• HOW TO COMPLETE THIS TASK: Retype the records exactly.

Collected data:
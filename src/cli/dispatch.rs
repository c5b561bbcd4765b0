//! started / finished / render 命令 - 从 JSON 文件读取构建事件并分发

use std::fs;
use std::path::{Path, PathBuf};
use std::sync::Arc;

use anyhow::{Context, Result};
use clap::Args;
use tracing::info;

use super::output::format_output;
use crate::notification::{
    BuildEvent, BuildResult, BuildStage, InMemoryLineageStore, LineageStore, MessageFormatter,
    NotificationBuilder, ReporterConfig, StaticBuildMaster,
};

/// 分发命令参数
#[derive(Args)]
pub struct DispatchArgs {
    /// Build event JSON file ("-" for stdin)
    #[arg(long, short)]
    pub event: PathBuf,
    /// Config file (default: ~/.config/build-notify/config.json)
    #[arg(long, short)]
    pub config: Option<PathBuf>,
    /// Render and log without posting
    #[arg(long)]
    pub dry_run: bool,
    /// Seed the builder's previous result (e.g. "failure" or "2")
    #[arg(long)]
    pub previous: Option<BuildResult>,
}

/// render 命令参数
#[derive(Args)]
pub struct RenderArgs {
    /// Build event JSON file ("-" for stdin)
    #[arg(long, short)]
    pub event: PathBuf,
    /// Config file (default: ~/.config/build-notify/config.json)
    #[arg(long, short)]
    pub config: Option<PathBuf>,
}

/// 读取事件文件
pub fn read_event(path: &Path) -> Result<BuildEvent> {
    let content = if path == Path::new("-") {
        std::io::read_to_string(std::io::stdin()).context("Failed to read event from stdin")?
    } else {
        fs::read_to_string(path)
            .with_context(|| format!("Failed to read event file {}", path.display()))?
    };
    serde_json::from_str(&content).context("Invalid build event JSON")
}

/// 处理 started / finished 命令
pub async fn handle_dispatch(args: DispatchArgs, stage: BuildStage) -> Result<()> {
    let mut event = read_event(&args.event)?;
    event.stage = stage;

    let store = Arc::new(InMemoryLineageStore::new());
    if let Some(previous) = args.previous {
        store.record(&event.builder, Some(previous));
    }

    let mut builder = NotificationBuilder::new()
        .dry_run(args.dry_run)
        .lineage_store(store);
    if let Some(path) = &args.config {
        builder = builder.config_path(path);
    }
    let dispatcher = builder.build(Arc::new(StaticBuildMaster::from_event(&event)))?;

    info!(builder = %event.builder, build_id = event.build_id, stage = stage.as_str(), "Dispatching build event");
    let report = match stage {
        BuildStage::Started => dispatcher.build_started(event).await,
        BuildStage::Finished => dispatcher.build_finished(event).await,
    };

    match report.skipped {
        Some(reason) => println!("Skipped: {:?}", reason),
        None => println!(
            "Delivered {}/{} notification(s)",
            report.delivered(),
            report.deliveries.len()
        ),
    }
    if let Some(message) = &report.message {
        if args.dry_run {
            println!("{}", format_output(message));
        }
    }
    for outcome in report.deliveries.iter().filter(|d| !d.is_delivered()) {
        eprintln!(
            "  ✗ {} @ {}: {}",
            outcome.repository,
            outcome.revision.as_deref().unwrap_or("None"),
            outcome.error.as_deref().unwrap_or("unknown error")
        );
    }

    Ok(())
}

/// 处理 render 命令：只打印 payload
pub fn handle_render(args: RenderArgs) -> Result<()> {
    let event = read_event(&args.event)?;
    let (config, warnings) = ReporterConfig::discover(args.config.as_deref())?;
    ReporterConfig::log_warnings(&warnings);

    let message = MessageFormatter::new().render(&event, &config.policy());
    println!("{}", format_output(&message));
    Ok(())
}

#[cfg(test)]
mod tests {
    use super::*;
    use std::io::Write;

    #[test]
    fn test_read_event_file() {
        let mut file = tempfile::NamedTempFile::new().unwrap();
        write!(
            file,
            r#"{{"stage":"finished","builder":"runtests","build_id":12,"result":2,
               "url":"http://ci/12","sourcestamps":[{{"repository":"app","revision":"abc"}}],
               "responsible_users":["alice"]}}"#
        )
        .unwrap();

        let event = read_event(file.path()).unwrap();
        assert_eq!(event.build_id, 12);
        assert_eq!(event.result, Some(BuildResult::Failure));
        assert_eq!(event.responsible_users, vec!["alice".to_string()]);
    }

    #[test]
    fn test_read_event_invalid_json() {
        let mut file = tempfile::NamedTempFile::new().unwrap();
        write!(file, "not json").unwrap();
        assert!(read_event(file.path()).is_err());
    }
}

• EXERCISE ANSWER:
filename src/cli/dispatch.rs
repository c5b561bbcd4765b0
//! started / finished / render 命令 - 从 JSON 文件读取构建事件并分发

use std::fs;
use std::path::{Path, PathBuf};
use std::sync::Arc;

use anyhow::{Context, Result};
use clap::Args;
use tracing::info;

use super::output::format_output;
use crate::notification::{
    BuildEvent, BuildResult, BuildStage, InMemoryLineageStore, LineageStore, MessageFormatter,
    NotificationBuilder, ReporterConfig, StaticBuildMaster,
};

/// 分发命令参数
#[derive(Args)]
pub struct DispatchArgs {
    /// Build event JSON file ("-" for stdin)
    #[arg(long, short)]
    pub event: PathBuf,
    /// Config file (default: ~/.config/build-notify/config.json)
    #[arg(long, short)]
    pub config: Option<PathBuf>,
    /// Render and log without posting
    #[arg(long)]
    pub dry_run: bool,
    /// Seed the builder's previous result (e.g. "failure" or "2")
    #[arg(long)]
    pub previous: Option<BuildResult>,
}

/// render 命令参数
#[derive(Args)]
pub struct RenderArgs {
    /// Build event JSON file ("-" for stdin)
    #[arg(long, short)]
    pub event: PathBuf,
    /// Config file (default: ~/.config/build-notify/config.json)
    #[arg(long, short)]
    pub config: Option<PathBuf>,
}

/// 读取事件文件
pub fn read_event(path: &Path) -> Result<BuildEvent> {
    let content = if path == Path::new("-") {
        std::io::read_to_string(std::io::stdin()).context("Failed to read event from stdin")?
    } else {
        fs::read_to_string(path)
            .with_context(|| format!("Failed to read event file {}", path.display()))?
    };
    serde_json::from_str(&content).context("Invalid build event JSON")
}

/// 处理 started / finished 命令
pub async fn handle_dispatch(args: DispatchArgs, stage: BuildStage) -> Result<()> {
    let mut event = read_event(&args.event)?;
    event.stage = stage;

    let store = Arc::new(InMemoryLineageStore::new());
    if let Some(previous) = args.previous {
        store.record(&event.builder, Some(previous));
    }

    let mut builder = NotificationBuilder::new()
        .dry_run(args.dry_run)
        .lineage_store(store);
    if let Some(path) = &args.config {
        builder = builder.config_path(path);
    }
    let dispatcher = builder.build(Arc::new(StaticBuildMaster::from_event(&event)))?;

    info!(builder = %event.builder, build_id = event.build_id, stage = stage.as_str(), "Dispatching build event");
    let report = match stage {
        BuildStage::Started => dispatcher.build_started(event).await,
        BuildStage::Finished => dispatcher.build_finished(event).await,
    };

    match report.skipped {
        Some(reason) => println!("Skipped: {:?}", reason),
        None => println!(
            "Delivered {}/{} notification(s)",
            report.delivered(),
            report.deliveries.len()
        ),
    }
    if let Some(message) = &report.message {
        if args.dry_run {
            println!("{}", format_output(message));
        }
    }
    for outcome in report.deliveries.iter().filter(|d| !d.is_delivered()) {
        eprintln!(
            "  ✗ {} @ {}: {}",
            outcome.repository,
            outcome.revision.as_deref().unwrap_or("None"),
            outcome.error.as_deref().unwrap_or("unknown error")
        );
    }

    Ok(())
}

/// 处理 render 命令：只打印 payload
pub fn handle_render(args: RenderArgs) -> Result<()> {
    let event = read_event(&args.event)?;
    let (config, warnings) = ReporterConfig::discover(args.config.as_deref())?;
    ReporterConfig::log_warnings(&warnings);

    let message = MessageFormatter::new().render(&event, &config.policy());
    println!("{}", format_output(&message));
    Ok(())
}

#[cfg(test)]
mod tests {
    use super::*;
    use std::io::Write;

    #[test]
    fn test_read_event_file() {
        let mut file = tempfile::NamedTempFile::new().unwrap();
        write!(
            file,
            r#"{{"stage":"finished","builder":"runtests","build_id":12,"result":2,
               "url":"http://ci/12","sourcestamps":[{{"repository":"app","revision":"abc"}}],
               "responsible_users":["alice"]}}"#
        )
        .unwrap();

        let event = read_event(file.path()).unwrap();
        assert_eq!(event.build_id, 12);
        assert_eq!(event.result, Some(BuildResult::Failure));
        assert_eq!(event.responsible_users, vec!["alice".to_string()]);
    }

    #[test]
    fn test_read_event_invalid_json() {
        let mut file = tempfile::NamedTempFile::new().unwrap();
        write!(file, "not json").unwrap();
        assert!(read_event(file.path()).is_err());
    }
}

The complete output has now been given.